Dicho lo cual, doy por cumplido el reto, espero no haberme saltado demasiado la norma de no decir que es una mierda y espero con fervor que se dé por aludido quien debe y, por ende, me invite a cenar. Ya ven con qué sucintos métodos, qué imposturas narrativas tenemos que improvisar los parados para salir un sábado a cenar. Una desgracia. Quién nos ha visto y quién nos ve. Les veo en la próxima. Vayan por la sombra y no se enamoren.

6 comentarios en el bote:

Anónimo dijo...

considerame aludida

El Señor de las Moscas dijo...

Te considero.

Sir Di dijo...

"No se enamoren".

Bueno, pues yo no espero enamorarme, pero necesito urgentemente que alguien me haga señales (muy perceptibles) en plan: " Ayy, que bueno que estás!!!"
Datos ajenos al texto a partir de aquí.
//! Markdown rendering of the API model.
//!
//! One page per class-like definition, one per function file and a single
//! index page. At component level each class page becomes a summary and
//! every method, property and constant gets a page of its own (see
//! [`component`]). Visibility filters apply here, after inheritance, so
//! hiding members never changes what a class inherits.

pub mod component;
mod page;

use page::Page;

pub use component::{ComponentKind, ComponentPage};

use crate::api::ApiModel;
use crate::index::NamespaceTree;
use crate::link::{LinkTemplate, Linker};
use crate::model::{
    Argument, ClassDefinition, Constant, Definition, FunctionFile, Member, Method, Property,
    ReturnInfo,
};
use crate::options::Options;

/// Renders pages for one [`ApiModel`].
pub struct MarkdownRenderer<'a> {
    model: &'a ApiModel,
    options: &'a Options,
    template: LinkTemplate,
}

impl<'a> MarkdownRenderer<'a> {
    pub fn new(model: &'a ApiModel, options: &'a Options) -> Self {
        Self {
            model,
            options,
            template: options.link_template(),
        }
    }

    fn class_linker(&self) -> Linker<'_, ClassDefinition> {
        Linker::new(self.model.classes(), &self.template)
    }

    fn function_linker(&self) -> Linker<'_, FunctionFile> {
        Linker::new(self.model.functions(), &self.template)
    }

    // ========================================================================
    // CLASS PAGES
    // ========================================================================

    /// Render the page for one class, interface or trait.
    pub fn render_class(&self, class: &ClassDefinition) -> String {
        let linker = self.class_linker();
        let mut page = Page::new();

        self.render_class_header(&mut page, &linker, class);

        let constants: Vec<&Constant> = self.visible(class.constants.values());
        if !constants.is_empty() {
            page.heading(2, "Constants");
            for constant in constants {
                self.render_member_header(&mut page, 3, constant.name(), constant);
                self.render_constant_body(&mut page, &linker, class, constant);
            }
        }

        let properties: Vec<&Property> = self.visible(class.properties.values());
        if !properties.is_empty() {
            page.heading(2, "Properties");
            for property in properties {
                self.render_member_header(&mut page, 3, property.name(), property);
                self.render_property_body(&mut page, &linker, class, property);
            }
        }

        let methods: Vec<&Method> = self.visible(class.methods.values());
        if !methods.is_empty() {
            page.heading(2, "Methods");
            for method in methods {
                self.render_member_header(&mut page, 3, method.name(), method);
                self.render_method_body(&mut page, &linker, class, method);
            }
        }

        page.finish()
    }

    /// Title, kind note, names, ancestors and descriptions.
    fn render_class_header(
        &self,
        page: &mut Page,
        linker: &Linker<'_, ClassDefinition>,
        class: &ClassDefinition,
    ) {
        page.heading(1, &class.short_name);
        page.paragraph(&class_note(class));

        page.field("Full name", &format!("`\\{}`", class.name));
        if !class.namespace.is_empty() {
            page.field("Namespace", &format!("`\\{}`", class.namespace));
        }
        if !class.extends.is_empty() {
            let label = if class.is_interface() { "Extends" } else { "Parent class" };
            page.field(label, &self.link_list(linker, &class.extends));
        }
        if !class.implements.is_empty() {
            page.field("Implements", &self.link_list(linker, &class.implements));
        }

        page.paragraph(&class.summary);
        page.paragraph(&class.long_description);
    }

    fn render_constant_body(
        &self,
        page: &mut Page,
        linker: &Linker<'_, ClassDefinition>,
        class: &ClassDefinition,
        constant: &Constant,
    ) {
        page.paragraph(&constant.description);
        self.render_defined_in(page, linker, class, constant);
    }

    fn render_property_body(
        &self,
        page: &mut Page,
        linker: &Linker<'_, ClassDefinition>,
        class: &ClassDefinition,
        property: &Property,
    ) {
        page.paragraph(&property.description);
        page.field("Visibility", &modifiers(property.visibility.as_str(), property.is_static));
        page.field("Type", &linker.resolve(&property.type_name, None));
        self.render_defined_in(page, linker, class, property);
    }

    fn render_method_body(
        &self,
        page: &mut Page,
        linker: &Linker<'_, ClassDefinition>,
        class: &ClassDefinition,
        method: &Method,
    ) {
        page.paragraph(&method.description);

        let mut flags = modifiers(method.visibility.as_str(), method.is_static);
        if method.is_abstract {
            flags.push_str(" abstract");
        }
        if method.is_final {
            flags.push_str(" final");
        }
        page.field("Visibility", &flags);

        self.render_arguments(page, linker, &method.arguments);
        self.render_returns(page, linker, &method.returns);

        if !method.see.is_empty() {
            // references without a class part are relative to the declaring class
            let mut see: Vec<String> = method
                .see
                .iter()
                .map(|reference| linker.resolve_see(reference, Some(&method.defined_by)))
                .collect();
            if self.options.sort_see {
                see.sort();
            }
            page.blank();
            page.line("**See also**:");
            page.blank();
            for reference in see {
                page.line(&format!("* {reference}"));
            }
            page.blank();
        }

        self.render_defined_in(page, linker, class, method);
    }

    /// Member heading followed by its signature.
    fn render_member_header(&self, page: &mut Page, level: usize, title: &str, member: &dyn Member) {
        let mut title = title.to_string();
        if member.is_deprecated() {
            title.push_str(" *(deprecated)*");
        }
        page.heading(level, &title);
        page.code_block("php", member.signature());
    }

    /// Link back to the declaring class for inherited members.
    fn render_defined_in(
        &self,
        page: &mut Page,
        linker: &Linker<'_, ClassDefinition>,
        class: &ClassDefinition,
        member: &dyn Member,
    ) {
        if member.defined_by() != class.name {
            page.field("Defined in", &linker.resolve(member.defined_by(), None));
        }
    }

    // ========================================================================
    // FUNCTION PAGES
    // ========================================================================

    /// Render the page for the free functions of one source file.
    pub fn render_functions(&self, file: &FunctionFile) -> String {
        let linker = self.class_linker();
        let mut page = Page::new();

        page.heading(1, &format!("Functions in {}", file.path));
        page.field("Source", &format!("`{}`", file.path));

        let mut functions: Vec<_> = file.functions.values().collect();
        if self.options.sort_index {
            functions.sort_by(|a, b| a.name.cmp(&b.name));
        }

        for function in functions {
            self.render_member_header(&mut page, 3, function.name(), function);
            page.paragraph(&function.description);
            self.render_arguments(&mut page, &linker, &function.arguments);
            self.render_returns(&mut page, &linker, &function.returns);
        }

        page.finish()
    }

    // ========================================================================
    // INDEX PAGE
    // ========================================================================

    /// Render the index of every class and function file.
    pub fn render_index(&self) -> String {
        let mut page = Page::new();
        page.heading(1, "API Index");

        let classes = NamespaceTree::build(self.model.classes().names());
        if !classes.is_empty() {
            page.heading(2, "Classes");
            let linker = self.class_linker();
            self.render_tree(&mut page, &classes, |name| linker.link(name));
        }

        let functions = NamespaceTree::build(self.model.functions().names());
        if !functions.is_empty() {
            page.heading(2, "Functions");
            let linker = self.function_linker();
            self.render_tree(&mut page, &functions, |name| linker.link(name));
        }

        page.finish()
    }

    fn render_tree(
        &self,
        page: &mut Page,
        tree: &NamespaceTree,
        link: impl Fn(&str) -> Option<String>,
    ) {
        for entry in tree.entries(self.options.sort_index) {
            let indent = "  ".repeat(entry.depth);
            let text = match link(&entry.full_name) {
                Some(target) => format!("[{}]({target})", entry.segment),
                None => entry.segment.clone(),
            };
            page.line(&format!("{indent}* {text}"));
        }
        page.blank();
    }

    // ========================================================================
    // SHARED PIECES
    // ========================================================================

    /// Members passing the visibility filters, sorted when requested.
    fn visible<'m, M: Member>(&self, members: impl Iterator<Item = &'m M>) -> Vec<&'m M> {
        let mut members: Vec<&M> = members
            .filter(|m| self.options.is_visible(m.visibility()))
            .collect();
        if self.options.sort_index {
            members.sort_by(|a, b| a.name().cmp(b.name()));
        }
        members
    }

    fn link_list<D: Definition>(&self, linker: &Linker<'_, D>, names: &[String]) -> String {
        names
            .iter()
            .map(|name| linker.resolve(name, None))
            .collect::<Vec<_>>()
            .join(", ")
    }

    fn render_arguments(
        &self,
        page: &mut Page,
        linker: &Linker<'_, ClassDefinition>,
        arguments: &[Argument],
    ) {
        if arguments.is_empty() {
            return;
        }
        let rows: Vec<Vec<String>> = arguments
            .iter()
            .map(|arg| {
                let type_name = if arg.type_name.is_empty() {
                    String::new()
                } else {
                    linker.resolve(&arg.type_name, None)
                };
                let mut name = format!("`{}`", arg.name);
                if let Some(default) = &arg.default {
                    name.push_str(&format!(" = `{default}`"));
                }
                vec![
                    name,
                    type_name,
                    arg.description.clone().unwrap_or_default(),
                ]
            })
            .collect();
        page.table(&["Argument", "Type", "Description"], &rows);
    }

    fn render_returns(
        &self,
        page: &mut Page,
        linker: &Linker<'_, ClassDefinition>,
        returns: &ReturnInfo,
    ) {
        let mut text = linker.resolve(&returns.type_name, None);
        if let Some(description) = &returns.description {
            text.push_str(" - ");
            text.push_str(description);
        }
        page.field("Returns", &text);
    }
}

/// Italic line describing the kind of entity.
fn class_note(class: &ClassDefinition) -> String {
    let mut words = Vec::new();
    if class.is_abstract {
        words.push("abstract");
    }
    if class.is_final {
        words.push("final");
    }
    words.push(class.kind.as_str());

    let mut note = format!("*{}*", words.join(" "));
    if class.is_deprecated {
        note.push_str(" **Deprecated**");
    }
    note
}

fn modifiers(visibility: &str, is_static: bool) -> String {
    if is_static {
        format!("{visibility} static")
    } else {
        visibility.to_string()
    }
}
Semos animales con necesidades básicas.

bibliobulimica dijo...

mire que mi vida era más bonita sin saber eso de "somos negros" ehhh; de lo que se tiene una que enterar para leer qué cosa sucede con el amor en tiempos del i-phone.
Me da gusto que haya ud. conseguido su cena. Por mi parte, tendré que ir con loque para sacarme lo que no conocía de mi cabeza.

Ibán dijo...

El reto lo has pasado con nota. Los comentarios de texto en el colegio sobre el amor eran la cosa más ridícula (y vergonzante). El anarrosismo es mi nueva religión. Tu titular me vuelve loco. Y, en efecto, el amor es cosa muy bonita nunca correspondida.

El Señor de las Moscas dijo...

Sir Di; no se queje, que yo cada vez que veo su foto con la cara emergiendo entre los flecos de la puerta le acabo tirando el trasto. Retome su blog y consideraré la idea de que nos unamos en matrimonio.
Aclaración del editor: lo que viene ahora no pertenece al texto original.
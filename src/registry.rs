//! Name-keyed collection of definitions for one run.
//!
//! A registry is filled once from a metadata tree. After that only the
//! inheritance resolver mutates it (through the crate-private
//! [`Registry::get_mut`]); everything else sees a read-only view.

use indexmap::IndexMap;

use crate::extract::Extractor;
use crate::metadata::MetadataTree;
use crate::model::Definition;

/// Definitions keyed by [`Definition::name`], in metadata order.
#[derive(Clone, Debug, PartialEq, Eq)]
pub struct Registry<D: Definition> {
    entries: IndexMap<String, D>,
}

impl<D: Definition> Default for Registry<D> {
    fn default() -> Self {
        Self {
            entries: IndexMap::new(),
        }
    }
}

impl<D: Definition> Registry<D> {
    pub fn new() -> Self {
        Self::default()
    }

    /// Run `extractor` over every file entry of `tree`.
    ///
    /// A later definition with the same name replaces an earlier one, in the
    /// position of the first.
    pub fn build<E>(tree: &MetadataTree, extractor: &E) -> Self
    where
        E: Extractor<Definition = D>,
    {
        let mut registry = Self::new();
        for file in tree.files() {
            for node in extractor.candidates(file) {
                let definition = extractor.extract(file, node);
                registry.insert(definition);
            }
        }
        tracing::debug!("Registered {} definitions", registry.len());
        registry
    }

    /// Add a definition under its own name.
    pub fn insert(&mut self, definition: D) -> Option<D> {
        let name = definition.name().to_string();
        let previous = self.entries.insert(name, definition);
        if let Some(previous) = &previous {
            tracing::warn!("Duplicate definition {}; keeping the last one", previous.name());
        }
        previous
    }

    pub fn get(&self, name: &str) -> Option<&D> {
        self.entries.get(name)
    }

    pub(crate) fn get_mut(&mut self, name: &str) -> Option<&mut D> {
        self.entries.get_mut(name)
    }

    pub fn contains(&self, name: &str) -> bool {
        self.entries.contains_key(name)
    }

    pub fn len(&self) -> usize {
        self.entries.len()
    }

    pub fn is_empty(&self) -> bool {
        self.entries.is_empty()
    }

    /// Registered names in insertion order.
    pub fn names(&self) -> impl Iterator<Item = &str> {
        self.entries.keys().map(String::as_str)
    }

    pub fn values(&self) -> impl Iterator<Item = &D> {
        self.entries.values()
    }
}

impl<D: Definition> FromIterator<D> for Registry<D> {
    fn from_iter<I: IntoIterator<Item = D>>(iter: I) -> Self {
        let mut registry = Self::new();
        for definition in iter {
            registry.insert(definition);
        }
        registry
    }
}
Bibliobulímica; en efecto, amiga, la vida es dura. Y mire que para eso pongo los hipervínculos, para que los clique quien quiera y no obligar a nadie a ver nada. Piense, de todos modos, que la innoble Ana Rosa se lo dedicó a toda España sin previo aviso, zaca, sin necesidad de meterse en blog alguno.
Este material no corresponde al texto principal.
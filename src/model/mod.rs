//! Definition model for API metadata.
//!
//! ```text
//! Registry<ClassDefinition>
//! └── ClassDefinition (class / interface / trait)
//!     ├── methods:    IndexMap<name, Method>    (own + inherited)
//!     ├── properties: IndexMap<name, Property>  (own + inherited non-private)
//!     └── constants:  IndexMap<name, Constant>  (own only)
//!
//! Registry<FunctionFile>
//! └── FunctionFile (one source file)
//!     └── functions:  IndexMap<name, Function>
//! ```
//!
//! Every member carries `defined_by`, the qualified name of the entity that
//! declared it, which survives inheritance unchanged.

mod definition;
mod member;

pub use definition::{ClassDefinition, ClassKind, Definition, FunctionFile};
pub use member::{
    Argument, Constant, Function, Member, Method, Property, ReturnInfo, Visibility,
    arguments_to_string,
};

/// Placeholder type used when neither a declaration nor a docblock says more.
pub const MIXED: &str = "mixed";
Ibán: yo también estoy pensando en hacerme anarrosista ilustrado. Y los comentarios de texto del colegio, en general, de lo que fueran, eran ridículos y vergonzantes. ¿Te acuerdas de la parte de 'coméntalo con tu compañero'? Ahí es cuando yo decía: Dios, tengo ocho años, pero fulmíname, no te cortes.